Saved entries
//! Flow blueprints.

use crate::error::FlowError;
use crate::step::{Step, StepCollection};
use std::any::{type_name, TypeId};
use std::fmt;

/// Rust type a flow's payload must have.
#[derive(Debug, Clone, Copy, PartialEq, Eq, Hash)]
pub struct DataType {
    id: TypeId,
    name: &'static str,
}

impl DataType {
    /// Captures the type `T`.
    pub fn of<T: 'static>() -> Self {
        Self {
            id: TypeId::of::<T>(),
            name: type_name::<T>(),
        }
    }

    /// Returns `true` if `T` is the captured type.
    pub fn is<T: 'static>(&self) -> bool {
        self.id == TypeId::of::<T>()
    }

    pub fn name(&self) -> &'static str {
        self.name
    }
}

impl fmt::Display for DataType {
    fn fmt(&self, f: &mut fmt::Formatter<'_>) -> fmt::Result {
        write!(f, "{}", self.name)
    }
}

/// Immutable blueprint shared by every flow started from it.
///
/// # Examples
///
/// ```
/// use stepflow_core::Definition;
///
/// struct Order;
///
/// let definition = Definition::builder()
///     .name("checkout")
///     .data_type::<Order>()
///     .add_step("address")
///     .add_step("payment")
///     .build()?;
///
/// assert_eq!(definition.to_string(), "checkout");
/// assert_eq!(definition.steps().len(), 2);
/// assert_eq!(definition.groups(), [Definition::DEFAULT_GROUP]);
/// # Ok::<(), stepflow_core::FlowError>(())
/// ```
#[derive(Debug, Clone)]
pub struct Definition {
    name: String,
    expected_data: DataType,
    steps: StepCollection,
    groups: Vec<String>,
}

impl Definition {
    /// Group every definition routes events to unless told otherwise.
    pub const DEFAULT_GROUP: &'static str = "Default";

    /// Creates a definition.
    ///
    /// Duplicate groups are dropped, keeping the first occurrence.
    ///
    /// # Errors
    ///
    /// Returns [`FlowError::InvalidArgument`] if the name or a group is empty,
    /// if there are fewer than two steps, or if the step numbers do not run
    /// from 1 without gaps.
    pub fn new(
        name: impl Into<String>,
        expected_data: DataType,
        steps: StepCollection,
        groups: impl IntoIterator<Item = impl Into<String>>,
    ) -> Result<Self, FlowError> {
        let name = name.into();
        if name.is_empty() {
            return Err(FlowError::InvalidArgument(
                "The definition name cannot be empty.".to_string(),
            ));
        }

        if steps.len() < StepCollection::MIN_STEPS {
            return Err(FlowError::InvalidArgument(
                "A flow must consist of at least 2 steps.".to_string(),
            ));
        }

        if let Some((expected, step)) = (1..)
            .zip(steps.iter())
            .find(|(expected, step)| step.number() != *expected)
        {
            return Err(FlowError::InvalidArgument(format!(
                "Step numbers must run from 1 without gaps. Expected \"{}\", found \"{}\".",
                expected,
                step.number()
            )));
        }

        let mut unique: Vec<String> = Vec::new();
        for group in groups.into_iter().map(Into::into) {
            if group.is_empty() {
                return Err(FlowError::InvalidArgument(
                    "A group name cannot be empty.".to_string(),
                ));
            }
            if !unique.contains(&group) {
                unique.push(group);
            }
        }

        Ok(Self {
            name,
            expected_data,
            steps,
            groups: unique,
        })
    }

    /// Creates a new definition builder.
    pub fn builder() -> DefinitionBuilder {
        DefinitionBuilder::new()
    }

    pub fn name(&self) -> &str {
        &self.name
    }

    pub fn expected_data(&self) -> DataType {
        self.expected_data
    }

    pub fn steps(&self) -> &StepCollection {
        &self.steps
    }

    /// Event routing groups, in declaration order.
    pub fn groups(&self) -> &[String] {
        &self.groups
    }
}

impl fmt::Display for Definition {
    fn fmt(&self, f: &mut fmt::Formatter<'_>) -> fmt::Result {
        write!(f, "{}", self.name)
    }
}

/// Builder for [`Definition`] that numbers steps in insertion order.
#[derive(Debug, Default)]
pub struct DefinitionBuilder {
    name: Option<String>,
    expected_data: Option<DataType>,
    steps: Vec<(String, String, String, String)>,
    groups: Vec<String>,
}

impl DefinitionBuilder {
    /// Creates an empty builder.
    pub fn new() -> Self {
        Self::default()
    }

    /// Sets the flow name.
    pub fn name(mut self, name: impl Into<String>) -> Self {
        self.name = Some(name.into());
        self
    }

    /// Sets the payload type flows must be started with.
    pub fn data_type<T: 'static>(mut self) -> Self {
        self.expected_data = Some(DataType::of::<T>());
        self
    }

    /// Appends a step with the default labels.
    pub fn add_step(self, form_tag: impl Into<String>) -> Self {
        self.add_labeled_step(form_tag, "Step", "Next", "Previous")
    }

    /// Appends a step with custom labels.
    pub fn add_labeled_step(
        mut self,
        form_tag: impl Into<String>,
        label: impl Into<String>,
        next_label: impl Into<String>,
        previous_label: impl Into<String>,
    ) -> Self {
        self.steps.push((
            form_tag.into(),
            label.into(),
            next_label.into(),
            previous_label.into(),
        ));
        self
    }

    /// Adds an event routing group. Without any, the default group is used.
    pub fn group(mut self, group: impl Into<String>) -> Self {
        self.groups.push(group.into());
        self
    }

    /// Adds several event routing groups.
    pub fn groups(mut self, groups: impl IntoIterator<Item = impl Into<String>>) -> Self {
        self.groups.extend(groups.into_iter().map(Into::into));
        self
    }

    /// Builds the definition.
    ///
    /// # Errors
    ///
    /// Returns [`FlowError::Logic`] when steps, data type or name are
    /// missing, and whatever [`Step::new`] or [`Definition::new`] reject.
    pub fn build(self) -> Result<Definition, FlowError> {
        if self.steps.is_empty() {
            return Err(FlowError::Logic(
                "Unable to build a definition without steps.".to_string(),
            ));
        }

        let expected_data = self.expected_data.ok_or_else(|| {
            FlowError::Logic(
                "Unable to build a definition without an expected data type.".to_string(),
            )
        })?;

        let name = match self.name {
            Some(name) if !name.is_empty() => name,
            _ => {
                return Err(FlowError::Logic(
                    "Unable to build a definition without a valid name.".to_string(),
                ))
            }
        };

        let steps = self
            .steps
            .into_iter()
            .enumerate()
            .map(|(index, (form_tag, label, next, previous))| {
                Step::new(index as u32 + 1, form_tag, label, next, previous)
            })
            .collect::<Result<Vec<_>, _>>()?;

        let groups = if self.groups.is_empty() {
            vec![Definition::DEFAULT_GROUP.to_string()]
        } else {
            self.groups
        };

        Definition::new(name, expected_data, StepCollection::new(steps)?, groups)
    }
}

**What you should do**.
Your task is to give back every record exactly.

**Written answer**.
//! Flow blueprints.

use crate::error::FlowError;
use crate::step::{Step, StepCollection};
use std::any::{type_name, TypeId};
use std::fmt;

/// Rust type a flow's payload must have.
#[derive(Debug, Clone, Copy, PartialEq, Eq, Hash)]
pub struct DataType {
    id: TypeId,
    name: &'static str,
}

impl DataType {
    /// Captures the type `T`.
    pub fn of<T: 'static>() -> Self {
        Self {
            id: TypeId::of::<T>(),
            name: type_name::<T>(),
        }
    }

    /// Returns `true` if `T` is the captured type.
    pub fn is<T: 'static>(&self) -> bool {
        self.id == TypeId::of::<T>()
    }

    pub fn name(&self) -> &'static str {
        self.name
    }
}

impl fmt::Display for DataType {
    fn fmt(&self, f: &mut fmt::Formatter<'_>) -> fmt::Result {
        write!(f, "{}", self.name)
    }
}

/// Immutable blueprint shared by every flow started from it.
///
/// # Examples
///
/// ```
/// use stepflow_core::Definition;
///
/// struct Order;
///
/// let definition = Definition::builder()
///     .name("checkout")
///     .data_type::<Order>()
///     .add_step("address")
///     .add_step("payment")
///     .build()?;
///
/// assert_eq!(definition.to_string(), "checkout");
/// assert_eq!(definition.steps().len(), 2);
/// assert_eq!(definition.groups(), [Definition::DEFAULT_GROUP]);
/// # Ok::<(), stepflow_core::FlowError>(())
/// ```
#[derive(Debug, Clone)]
pub struct Definition {
    name: String,
    expected_data: DataType,
    steps: StepCollection,
    groups: Vec<String>,
}

impl Definition {
    /// Group every definition routes events to unless told otherwise.
    pub const DEFAULT_GROUP: &'static str = "Default";

    /// Creates a definition.
    ///
    /// Duplicate groups are dropped, keeping the first occurrence.
    ///
    /// # Errors
    ///
    /// Returns [`FlowError::InvalidArgument`] if the name or a group is empty,
    /// if there are fewer than two steps, or if the step numbers do not run
    /// from 1 without gaps.
    pub fn new(
        name: impl Into<String>,
        expected_data: DataType,
        steps: StepCollection,
        groups: impl IntoIterator<Item = impl Into<String>>,
    ) -> Result<Self, FlowError> {
        let name = name.into();
        if name.is_empty() {
            return Err(FlowError::InvalidArgument(
                "The definition name cannot be empty.".to_string(),
            ));
        }

        if steps.len() < StepCollection::MIN_STEPS {
            return Err(FlowError::InvalidArgument(
                "A flow must consist of at least 2 steps.".to_string(),
            ));
        }

        if let Some((expected, step)) = (1..)
            .zip(steps.iter())
            .find(|(expected, step)| step.number() != *expected)
        {
            return Err(FlowError::InvalidArgument(format!(
                "Step numbers must run from 1 without gaps. Expected \"{}\", found \"{}\".",
                expected,
                step.number()
            )));
        }

        let mut unique: Vec<String> = Vec::new();
        for group in groups.into_iter().map(Into::into) {
            if group.is_empty() {
                return Err(FlowError::InvalidArgument(
                    "A group name cannot be empty.".to_string(),
                ));
            }
            if !unique.contains(&group) {
                unique.push(group);
            }
        }

        Ok(Self {
            name,
            expected_data,
            steps,
            groups: unique,
        })
    }

    /// Creates a new definition builder.
    pub fn builder() -> DefinitionBuilder {
        DefinitionBuilder::new()
    }

    pub fn name(&self) -> &str {
        &self.name
    }

    pub fn expected_data(&self) -> DataType {
        self.expected_data
    }

    pub fn steps(&self) -> &StepCollection {
        &self.steps
    }

    /// Event routing groups, in declaration order.
    pub fn groups(&self) -> &[String] {
        &self.groups
    }
}

impl fmt::Display for Definition {
    fn fmt(&self, f: &mut fmt::Formatter<'_>) -> fmt::Result {
        write!(f, "{}", self.name)
    }
}

/// Builder for [`Definition`] that numbers steps in insertion order.
#[derive(Debug, Default)]
pub struct DefinitionBuilder {
    name: Option<String>,
    expected_data: Option<DataType>,
    steps: Vec<(String, String, String, String)>,
    groups: Vec<String>,
}

impl DefinitionBuilder {
    /// Creates an empty builder.
    pub fn new() -> Self {
        Self::default()
    }

    /// Sets the flow name.
    pub fn name(mut self, name: impl Into<String>) -> Self {
        self.name = Some(name.into());
        self
    }

    /// Sets the payload type flows must be started with.
    pub fn data_type<T: 'static>(mut self) -> Self {
        self.expected_data = Some(DataType::of::<T>());
        self
    }

    /// Appends a step with the default labels.
    pub fn add_step(self, form_tag: impl Into<String>) -> Self {
        self.add_labeled_step(form_tag, "Step", "Next", "Previous")
    }

    /// Appends a step with custom labels.
    pub fn add_labeled_step(
        mut self,
        form_tag: impl Into<String>,
        label: impl Into<String>,
        next_label: impl Into<String>,
        previous_label: impl Into<String>,
    ) -> Self {
        self.steps.push((
            form_tag.into(),
            label.into(),
            next_label.into(),
            previous_label.into(),
        ));
        self
    }

    /// Adds an event routing group. Without any, the default group is used.
    pub fn group(mut self, group: impl Into<String>) -> Self {
        self.groups.push(group.into());
        self
    }

    /// Adds several event routing groups.
    pub fn groups(mut self, groups: impl IntoIterator<Item = impl Into<String>>) -> Self {
        self.groups.extend(groups.into_iter().map(Into::into));
        self
    }

    /// Builds the definition.
    ///
    /// # Errors
    ///
    /// Returns [`FlowError::Logic`] when steps, data type or name are
    /// missing, and whatever [`Step::new`] or [`Definition::new`] reject.
    pub fn build(self) -> Result<Definition, FlowError> {
        if self.steps.is_empty() {
            return Err(FlowError::Logic(
                "Unable to build a definition without steps.".to_string(),
            ));
        }

        let expected_data = self.expected_data.ok_or_else(|| {
            FlowError::Logic(
                "Unable to build a definition without an expected data type.".to_string(),
            )
        })?;

        let name = match self.name {
            Some(name) if !name.is_empty() => name,
            _ => {
                return Err(FlowError::Logic(
                    "Unable to build a definition without a valid name.".to_string(),
                ))
            }
        };

        let steps = self
            .steps
            .into_iter()
            .enumerate()
            .map(|(index, (form_tag, label, next, previous))| {
                Step::new(index as u32 + 1, form_tag, label, next, previous)
            })
            .collect::<Result<Vec<_>, _>>()?;

        let groups = if self.groups.is_empty() {
            vec![Definition::DEFAULT_GROUP.to_string()]
        } else {
            self.groups
        };

        Definition::new(name, expected_data, StepCollection::new(steps)?, groups)
    }
}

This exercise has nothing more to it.